La jeune femme de 28 ans sera libérée « dans les prochaines heures », en même temps que son fiancé, le gynécologue, l’anesthésiste et la secrétaire médicale poursuivis dans le même dossier, ajoute la même source.

Hajar Raissouni et son fiancé avaient été condamnés fin septembre à un an de prison ferme pour « avortement illégal » et « relations sexuelles hors mariage « par le tribunal de Rabat. Son gynécologue a écopé de deux ans de prison ferme. L’anesthésiste octogénaire avait, lui, été condamné à un an de prison avec sursis et une secrétaire à huit mois avec sursis.

Interpellée fin août à l’entrée d’un cabinet médical de Rabat, la jeune journaliste avait été soumise à « un examen médical sans son accord », selon elle. Ses avocats avaient assimilé cet examen à de « la torture », soulignant des « manquements de la police judiciaire » et des « preuves fabriquées », et plaidé pour sa libération.

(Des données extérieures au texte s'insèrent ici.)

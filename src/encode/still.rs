use anyhow::Context;
use image::ImageEncoder;

use crate::foundation::error::{GlimmerError, GlimmerResult};
use crate::render::surface::FrameRGBA;

/// One still frame, encoded as PNG.
#[derive(Clone, Debug, PartialEq, Eq)]
pub struct EncodedFrame {
    width: u32,
    height: u32,
    bytes: Vec<u8>,
}

impl EncodedFrame {
    /// PNG-encode a captured frame.
    pub fn from_frame(frame: &FrameRGBA) -> GlimmerResult<Self> {
        let expected = (frame.width as usize)
            .saturating_mul(frame.height as usize)
            .saturating_mul(4);
        if frame.data.len() != expected {
            return Err(GlimmerError::render(format!(
                "frame buffer has {} bytes, expected {expected} for {}x{}",
                frame.data.len(),
                frame.width,
                frame.height
            )));
        }

        let mut bytes = Vec::new();
        image::codecs::png::PngEncoder::new(&mut bytes)
            .write_image(
                &frame.data,
                frame.width,
                frame.height,
                image::ExtendedColorType::Rgba8,
            )
            .context("encode png frame")?;
        Ok(Self {
            width: frame.width,
            height: frame.height,
            bytes,
        })
    }

    /// Frame width in pixels.
    pub fn width(&self) -> u32 {
        self.width
    }

    /// Frame height in pixels.
    pub fn height(&self) -> u32 {
        self.height
    }

    /// Borrow the PNG payload.
    pub fn bytes(&self) -> &[u8] {
        &self.bytes
    }

    /// Take the PNG payload.
    pub fn into_bytes(self) -> Vec<u8> {
        self.bytes
    }

    /// Decode the payload back to straight-alpha RGBA8.
    pub fn decode(&self) -> GlimmerResult<FrameRGBA> {
        let rgba = self.decode_rgba()?;
        let (width, height) = rgba.dimensions();
        Ok(FrameRGBA {
            width,
            height,
            data: rgba.into_raw(),
        })
    }

    pub(crate) fn decode_rgba(&self) -> GlimmerResult<image::RgbaImage> {
        let img = image::load_from_memory_with_format(&self.bytes, image::ImageFormat::Png)
            .context("decode png frame")?;
        Ok(img.into_rgba8())
    }
}

#[cfg(test)]
#[path = "../../tests/unit/encode/still.rs"]
mod tests;
/// Convenience result type used across Glimmer.
pub type GlimmerResult<T> = Result<T, GlimmerError>;

/// Top-level error taxonomy used by pipeline APIs.
#[derive(thiserror::Error, Debug)]
pub enum GlimmerError {
    /// A drawing surface could not be acquired. Fatal before any frame is generated.
    #[error("setup error: {0}")]
    Setup(String),

    /// Source bitmap or sprite glyph could not be decoded.
    #[error("asset error: {0}")]
    Asset(String),

    /// A drawing pass could not complete.
    #[error("render error: {0}")]
    Render(String),

    /// The animation encoder reported a failure; no artifact was produced.
    #[error("export error: {0}")]
    Export(String),

    /// Configuration could not be read or parsed.
    #[error("config error: {0}")]
    Config(String),

    /// Wrapped lower-level error from dependencies or IO.
    #[error(transparent)]
    Other(#[from] anyhow::Error),
}

impl GlimmerError {
    /// Build a [`GlimmerError::Setup`] value.
    pub fn setup(msg: impl Into<String>) -> Self {
        Self::Setup(msg.into())
    }

    /// Build a [`GlimmerError::Asset`] value.
    pub fn asset(msg: impl Into<String>) -> Self {
        Self::Asset(msg.into())
    }

    /// Build a [`GlimmerError::Render`] value.
    pub fn render(msg: impl Into<String>) -> Self {
        Self::Render(msg.into())
    }

    /// Build a [`GlimmerError::Export`] value.
    pub fn export(msg: impl Into<String>) -> Self {
        Self::Export(msg.into())
    }

    /// Build a [`GlimmerError::Config`] value.
    pub fn config(msg: impl Into<String>) -> Self {
        Self::Config(msg.into())
    }
}

#[cfg(test)]
#[path = "../../tests/unit/foundation/error.rs"]
mod tests;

Lors d’une précédente audience avant son procès, Mme Raissouni avait nié tout avortement, assurant avoir été traitée pour une hémorragie interne, ce que son gynécologue a confirmé au tribunal. « C’est une affaire de répression politique, de répression d’une opinion indépendante, et une vengeance contre sa famille », avait dit l’historien engagé Maati Monjib, présent à l’audience. « On est bien conscient que c’est une affaire politique. Mais en tant que mouvement féministe, ce sont les motifs qui nous inquiètent. Ce sont souvent les femmes qui sont victimes de lois liberticides », avait affirmé peu avant le verdict Ibtissam Lachgar, cofondatrice du Mouvement alternatif pour les libertés individuelles.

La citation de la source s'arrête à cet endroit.